Kafka to ColumnStore Data Adapter
Kafka-Avro Adapter Tutorial
This is a short tutorial on how to create a Java application that serializes data to Kafka in Avro format and how to stream this data into MariaDB ColumnStore via the Kafka-Avro Data Adapter.
Setting Up Kafka
Here's a very simple Docker Compose file for creating a local setup with a Kafka broker.
version: '3' services: zookeeper: image: confluent/zookeeper container_name: zookeeper ports: - "2181:2181" - "2888:2888" - "3888:3888" kafka: image: confluent/kafka container_name: kafka ports: - "9092:9092" depends_on: - zookeeper environment: KAFKA_ADVERTISED_HOST_NAME: kafka schema-registry: image: confluent/schema-registry container_name: schema-registry ports: - "8081:8081" depends_on: - kafka
Using this configuration, run docker-compose up -d and you have a local Kafka setup. After that, just add the following line into /etc/hosts
.
127.0.0.1 kafka
This way the hostname that the kafka broker advertises works for both the docker containers and the host system.
Setting Up ColumnStore
Clone this repository and follow the instructions on how to set it up. To make testing of the setup easier, add --network host
to the docker command. This will start the ColumnStore container with the host system's network.
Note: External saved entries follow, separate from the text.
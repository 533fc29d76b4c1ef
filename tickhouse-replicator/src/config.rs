use tickhouse_config::load_config;
use tickhouse_config::shared::ReplicatorConfig;

/// Loads the [`ReplicatorConfig`] and validates it.
pub fn load_replicator_config() -> anyhow::Result<ReplicatorConfig> {
    let config = load_config::<ReplicatorConfig>()?;
    config.validate()?;

    Ok(config)
}
/// Maps a source leaf kind to its target scalar.
fn leaf_scalar(kind: &FieldKind) -> TickResult<ScalarKind> {
    let scalar = match kind {
        FieldKind::Int { width: 1 } => ScalarKind::Int8,
        FieldKind::Int { width: 2 } => ScalarKind::Int16,
        FieldKind::Int { width: 4 } => ScalarKind::Int32,
        FieldKind::Int { width: 8 } => ScalarKind::Int64,
        FieldKind::Int { width } => {
            bail!(
                ErrorKind::UnsupportedKind,
                "Unsupported field kind",
                format!("integer width {width} has no target mapping")
            )
        }
        FieldKind::Float(FloatKind::Fixed32) => ScalarKind::Float32,
        FieldKind::Float(FloatKind::Fixed64) | FieldKind::Float(FloatKind::Auto) => {
            ScalarKind::Float64
        }
        FieldKind::Float(FloatKind::Decimal64) => ScalarKind::Decimal,
        FieldKind::Bool => ScalarKind::UInt8,
        FieldKind::Char | FieldKind::Varchar | FieldKind::Binary => ScalarKind::String,
        FieldKind::Enum(enum_type) => ScalarKind::Enum16(
            enum_type.simple_name().to_string(),
            enum_type.values.clone(),
        ),
        FieldKind::Timestamp => ScalarKind::DateTime64,
        FieldKind::TimeOfDay => ScalarKind::Int32,
        FieldKind::Array(_) | FieldKind::Object(_) => {
            bail!(
                ErrorKind::UnsupportedKind,
                "Unsupported field kind",
                format!("kind `{kind}` is not a leaf")
            )
        }
    };
    Ok(scalar)
}

/// Recursive datatype suffix of the NAME_AND_DATATYPE naming scheme.
fn datatype_suffix(kind: &FieldKind, nullable: bool) -> TickResult<String> {
    if nullable && !matches!(kind, FieldKind::Array(_) | FieldKind::Object(_)) {
        return Ok(format!("_Nullable{}", datatype_suffix(kind, false)?));
    }
    let suffix = match kind {
        FieldKind::Array(element) => {
            format!("_Array{}", datatype_suffix(&element.kind, element.nullable)?)
        }
        FieldKind::Object(_) => String::new(),
        FieldKind::Enum(enum_type) => format!("_{}", enum_type.simple_name()),
        FieldKind::Float(FloatKind::Decimal64) => "_Decimal128(12)".to_string(),
        leaf => format!("_{}", leaf_scalar(leaf)?.sql_type()),
    };
    Ok(suffix)
}

fn column_name(
    record_type: &RecordType,
    field: &FieldDescriptor,
    naming: NamingScheme,
) -> TickResult<String> {
    let raw = match naming {
        NamingScheme::TypeAndName => {
            format!("{}_{}", record_type.simple_name(), field.name)
        }
        NamingScheme::Name => field.name.clone(),
        NamingScheme::NameAndDatatype => format!(
            "{}{}",
            field.name,
            datatype_suffix(&field.kind, field.nullable)?
        ),
    };
    Ok(sanitize_column_name(&raw))
}

fn child_column_name(field: &FieldDescriptor, naming: NamingScheme) -> TickResult<String> {
    let raw = match naming {
        NamingScheme::NameAndDatatype => format!(
            "{}{}",
            field.name,
            datatype_suffix(&field.kind, field.nullable)?
        ),
        _ => field.name.clone(),
    };
    Ok(sanitize_column_name(&raw))
}

/// A column binding relative to its containing object or record.
struct RelBinding {
    flat: String,
    steps: Vec<Step>,
    terminal: Terminal,
}

struct Resolved {
    decl: ColumnDeclaration,
    bindings: Vec<RelBinding>,
}
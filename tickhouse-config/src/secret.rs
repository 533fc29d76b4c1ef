use secrecy::{ExposeSecret, SecretString};
use serde::{Deserialize, Deserializer, Serialize, Serializer};
use std::ops::Deref;

/// Serializable wrapper around [`SecretString`].
///
/// Provides serde support for [`SecretString`] while maintaining its security
/// properties. The secret value is only exposed during serialization and
/// deserialization operations.
#[derive(Clone, Debug)]
pub struct SerializableSecretString(SecretString);

impl Deref for SerializableSecretString {
    type Target = SecretString;

    fn deref(&self) -> &Self::Target {
        &self.0
    }
}

impl From<String> for SerializableSecretString {
    fn from(value: String) -> Self {
        Self(value.into())
    }
}

impl From<SecretString> for SerializableSecretString {
    fn from(value: SecretString) -> Self {
        Self(value)
    }
}

impl From<SerializableSecretString> for SecretString {
    fn from(value: SerializableSecretString) -> Self {
        value.0
    }
}

impl Serialize for SerializableSecretString {
    /// Serializes the secret by exposing its value.
    fn serialize<S>(&self, serializer: S) -> Result<S::Ok, S::Error>
    where
        S: Serializer,
    {
        serializer.serialize_str(self.0.expose_secret())
    }
}

impl<'de> Deserialize<'de> for SerializableSecretString {
    /// Deserializes a string into a [`SerializableSecretString`].
    fn deserialize<D>(deserializer: D) -> Result<Self, D::Error>
    where
        D: Deserializer<'de>,
    {
        let string = String::deserialize(deserializer)?;
        Ok(Self(string.into()))
    }
}
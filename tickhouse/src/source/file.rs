use std::collections::VecDeque;
use std::path::PathBuf;
use std::sync::Arc;

use serde::Deserialize;
use serde_json::Value as JsonValue;
use tokio::fs;
use tokio::sync::Notify;

use crate::bail;
use crate::error::{ErrorKind, TickError, TickResult};
use crate::source::base::{Cursor, CursorPoll, ReplicationSpec, Source};
use crate::types::{
    Decimal64, FieldKind, FloatKind, ObjectValue, Record, RecordType, TickValue,
};

/// A file-backed source: a JSON schema file describing the record types and
/// an NDJSON record file with one record per line.
///
/// Record lines look like
/// `{"type":"md.Trade","timestamp":1700000000000000000,"instrument":"AAPL","values":{"price":"12.5"}}`.
/// Values are keyed by field name; absent fields read as null.
#[derive(Debug, Clone)]
pub struct FileSource {
    schema_path: PathBuf,
    records_path: PathBuf,
}

impl FileSource {
    pub fn new(schema_path: impl Into<PathBuf>, records_path: impl Into<PathBuf>) -> Self {
        Self {
            schema_path: schema_path.into(),
            records_path: records_path.into(),
        }
    }
}

#[derive(Debug, Deserialize)]
struct RecordLine {
    #[serde(rename = "type")]
    type_name: String,
    timestamp: i64,
    instrument: String,
    #[serde(default)]
    values: serde_json::Map<String, JsonValue>,
}

#[derive(Debug, Deserialize)]
struct ObjectLine {
    #[serde(rename = "type")]
    type_name: String,
    #[serde(default)]
    values: serde_json::Map<String, JsonValue>,
}

pub struct FileCursor {
    record_types: Vec<RecordType>,
    lines: VecDeque<String>,
    resume_timestamp: Option<i64>,
    notify: Arc<Notify>,
}

impl Cursor for FileCursor {
    fn try_next(&mut self) -> TickResult<CursorPoll> {
        while let Some(line) = self.lines.pop_front() {
            if line.trim().is_empty() {
                continue;
            }
            let parsed: RecordLine = serde_json::from_str(&line)?;
            if let Some(resume) = self.resume_timestamp {
                if parsed.timestamp < resume {
                    continue;
                }
            }
            return Ok(CursorPoll::Record(decode_record(&self.record_types, parsed)?));
        }
        Ok(CursorPoll::Exhausted)
    }

    fn data_available(&self) -> Arc<Notify> {
        self.notify.clone()
    }
}

impl Source for FileSource {
    type Cursor = FileCursor;

    async fn record_types(&self, _spec: &ReplicationSpec) -> TickResult<Vec<RecordType>> {
        let schema = fs::read_to_string(&self.schema_path).await?;
        let record_types: Vec<RecordType> = serde_json::from_str(&schema)?;
        Ok(record_types)
    }

    async fn open_cursor(
        &self,
        spec: &ReplicationSpec,
        resume_timestamp: Option<i64>,
    ) -> TickResult<Self::Cursor> {
        let record_types = self.record_types(spec).await?;
        let contents = fs::read_to_string(&self.records_path).await?;
        Ok(FileCursor {
            record_types,
            lines: contents.lines().map(str::to_string).collect(),
            resume_timestamp,
            notify: Arc::new(Notify::new()),
        })
    }
}

fn decode_record(record_types: &[RecordType], line: RecordLine) -> TickResult<Record> {
    let Some(type_index) = record_types.iter().position(|t| t.name == line.type_name) else {
        bail!(
            ErrorKind::MissingRecordType,
            "Unknown record type",
            format!("record type `{}` is not in the schema file", line.type_name)
        );
    };
    let record_type = &record_types[type_index];
    let mut values = Vec::with_capacity(record_type.fields.len());
    for field in &record_type.fields {
        let value = line.values.get(&field.name);
        values.push(decode_value(value, &field.kind, &field.name)?);
    }
    Ok(Record::new(
        type_index,
        line.timestamp,
        line.instrument,
        values,
    ))
}

fn decode_value(
    value: Option<&JsonValue>,
    kind: &FieldKind,
    field: &str,
) -> TickResult<TickValue> {
    let value = match value {
        None | Some(JsonValue::Null) => return Ok(TickValue::Null),
        Some(value) => value,
    };
    let decoded = match kind {
        FieldKind::Int { width } => {
            let v = as_i64(value, field)?;
            match width {
                1 => TickValue::Int8(narrow(v, field)?),
                2 => TickValue::Int16(narrow(v, field)?),
                4 => TickValue::Int32(narrow(v, field)?),
                _ => TickValue::Int64(v),
            }
        }
        FieldKind::Float(FloatKind::Fixed32) => TickValue::F32(as_f64(value, field)? as f32),
        FieldKind::Float(FloatKind::Fixed64) | FieldKind::Float(FloatKind::Auto) => {
            TickValue::F64(as_f64(value, field)?)
        }
        FieldKind::Float(FloatKind::Decimal64) => {
            let text = match value {
                JsonValue::String(s) => s.clone(),
                other => other.to_string(),
            };
            TickValue::Decimal64(Decimal64::parse(&text)?)
        }
        FieldKind::Bool => match value {
            JsonValue::Bool(b) => TickValue::Bool(*b),
            other => return mismatch(field, "a boolean", other),
        },
        FieldKind::Char => {
            let s = as_str(value, field)?;
            match s.chars().next() {
                Some(c) if s.chars().count() == 1 => TickValue::Char(c),
                _ => return mismatch(field, "a single character", value),
            }
        }
        FieldKind::Varchar => TickValue::Varchar(as_str(value, field)?.to_string()),
        FieldKind::Binary => match value {
            JsonValue::Array(items) => {
                let mut bytes = Vec::with_capacity(items.len());
                for item in items {
                    let byte = item
                        .as_u64()
                        .filter(|b| *b <= u8::MAX as u64)
                        .ok_or_else(|| invalid(field, "a byte array", item))?;
                    bytes.push(byte as u8);
                }
                TickValue::Binary(bytes)
            }
            other => return mismatch(field, "a byte array", other),
        },
        FieldKind::Enum(_) => TickValue::Enum(as_str(value, field)?.to_string()),
        FieldKind::Timestamp => TickValue::Timestamp(as_i64(value, field)?),
        FieldKind::TimeOfDay => TickValue::TimeOfDay(narrow(as_i64(value, field)?, field)?),
        FieldKind::Array(element) => match value {
            JsonValue::Array(items) => {
                let mut out = Vec::with_capacity(items.len());
                for item in items {
                    out.push(decode_value(Some(item), &element.kind, field)?);
                }
                TickValue::Array(out)
            }
            other => return mismatch(field, "an array", other),
        },
        FieldKind::Object(candidates) => {
            let line: ObjectLine = serde_json::from_value(value.clone())?;
            let Some(candidate) = candidates.iter().find(|t| t.name == line.type_name) else {
                bail!(
                    ErrorKind::MissingRecordType,
                    "Unknown record type",
                    format!(
                        "object field `{field}` carries unknown type `{}`",
                        line.type_name
                    )
                );
            };
            let mut fields = Vec::new();
            for child in &candidate.fields {
                if let Some(member) = line.values.get(&child.name) {
                    fields.push((
                        child.name.clone(),
                        decode_value(Some(member), &child.kind, &child.name)?,
                    ));
                }
            }
            TickValue::Object(ObjectValue::new(line.type_name, fields))
        }
    };
    Ok(decoded)
}

fn as_i64(value: &JsonValue, field: &str) -> TickResult<i64> {
    value
        .as_i64()
        .ok_or_else(|| invalid(field, "an integer", value))
}

fn as_f64(value: &JsonValue, field: &str) -> TickResult<f64> {
    value
        .as_f64()
        .ok_or_else(|| invalid(field, "a number", value))
}

fn as_str<'a>(value: &'a JsonValue, field: &str) -> TickResult<&'a str> {
    value
        .as_str()
        .ok_or_else(|| invalid(field, "a string", value))
}

fn narrow<T: TryFrom<i64>>(value: i64, field: &str) -> TickResult<T> {
    T::try_from(value).map_err(|_| {
        TickError::from((
            ErrorKind::InvalidData,
            "Value out of range for its field",
            format!("field `{field}` cannot hold {value}"),
        ))
    })
}

fn invalid(field: &str, expected: &str, value: &JsonValue) -> TickError {
    TickError::from((
        ErrorKind::InvalidData,
        "Value does not match its field kind",
        format!("field `{field}` expects {expected}, got `{value}`"),
    ))
}

fn mismatch(field: &str, expected: &str, value: &JsonValue) -> TickResult<TickValue> {
    Err(invalid(field, expected, value))
}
After the container is running, execute the following command to copy the ColumnStore configuration file from the container. Replace the mcs-container with the name of your container.
docker cp mcs-container:/usr/local/mariadb/columnstore/etc/Columnstore.xml .
The command copies the Columnstore.xml file that contains all the information needed to connect to ColumnStore.
Creating the Client Application
The following is a minimal client application that streams data into Kafka as Avro.
import io.confluent.kafka.serializers.AbstractKafkaAvroSerDeConfig; import io.confluent.kafka.serializers.KafkaAvroSerializer; import java.util.Properties; import org.apache.avro.Schema; import org.apache.avro.generic.GenericData; import org.apache.avro.generic.GenericRecord; import org.apache.kafka.clients.producer.KafkaProducer; import org.apache.kafka.clients.producer.Producer; import org.apache.kafka.clients.producer.ProducerConfig; import org.apache.kafka.clients.producer.ProducerRecord; import org.apache.kafka.common.serialization.StringSerializer; public class KafkaAvroGenerator { static final String SCHEMA_STRING = "{" + "\"namespace\": \"KafkaAvroGenerator\", " + "\"type\": \"record\", " + "\"name\": \"Record\", " + "\"fields\": [" + "{\"name\": \"user_id\", \"type\": \"int\"}, " + "{\"name\": \"data\", \"type\": \"string\"}" + "]}"; public static void main(String[] args) { org.apache.log4j.BasicConfigurator.configure(); // The Avro schema for the data Schema schema = new Schema.Parser().parse(SCHEMA_STRING); // Parameters for the Kafka Producer Properties p = new Properties(); p.put(ProducerConfig.BOOTSTRAP_SERVERS_CONFIG, "127.0.0.1:9092"); p.put(AbstractKafkaAvroSerDeConfig.SCHEMA_REGISTRY_URL_CONFIG, "http://127.0.0.1:8081"); p.put(ProducerConfig.KEY_SERIALIZER_CLASS_CONFIG, StringSerializer.class); p.put(ProducerConfig.VALUE_SERIALIZER_CLASS_CONFIG, KafkaAvroSerializer.class); Producer<String, GenericRecord> producer = new KafkaProducer<>(p); for (int i = 0; i < 5; i++) { // Create a new record, fill it with data and send it with the producer to the 'hello.world' topic GenericRecord record = new GenericData.Record(schema); record.put("user_id", i); record.put("data", "hello world" + Integer.toString(i * i)); producer.send(new ProducerRecord<>("hello.world", null, record)); } producer.close(); } }
You can import the libraries by adding the following dependencies into your pom.xml.
<dependency> <groupId>org.apache.kafka</groupId> <artifactId>kafka-clients</artifactId> <version>1.0.0-cp1</version> </dependency> <dependency> <groupId>io.confluent</groupId> <artifactId>kafka-streams-avro-serde</artifactId> <version>4.0.0</version> </dependency> <dependency> <groupId>org.apache.avro</groupId> <artifactId>avro</artifactId> <version>1.8.2</version> </dependency>
After that, build the client with the build system of your liking.
Configuring the Adapter
The adapter is configured with a JSON configuration file. Write the following into a file named config.json
located in /etc/mcs-kafka-adapter/
.
{ "options" : { "broker" : "127.0.0.1:9092", "registry" : "127.0.0.1:8081", "config" : "/path/to/Columnstore.xml" }, "streams" : [ { "topic" : "hello.world", "database" : "test", "table" : "t1" } ] }
The streams field defines an array of streams we want to connect to ColumnStore. The topic field defines the name of the topic to consume and the database and table fields together define the target table where the data is stored.
The options field defines the adapter configuration. The broker field is the address of the Kafka broker, the registry is the address of the Schema Registry and config is the path to the Columnstore.xml file we copied earlier.
Once the configuration is created, the database table needs to be created in ColumnStore. The layout of the table must match the Avro schema of the consumed stream. Execute the following SQL to create a table that matches the schema of the test application.
CREATE TABLE test.t1(user_id INT, data VARCHAR(64));
Starting the Adapter
To start the adapter, run the following command.
kafka_to_avro -c config.json
The -c flag tells where the configuration file is located. The default path that the adapter uses is /etc/mcs-kafka-adapter/config.json
.
Once the adapter is running, start the example Java client which will then produce records and send them to the Kafka broker. In a few moments, the ColumnStore table test.t1
should have the data.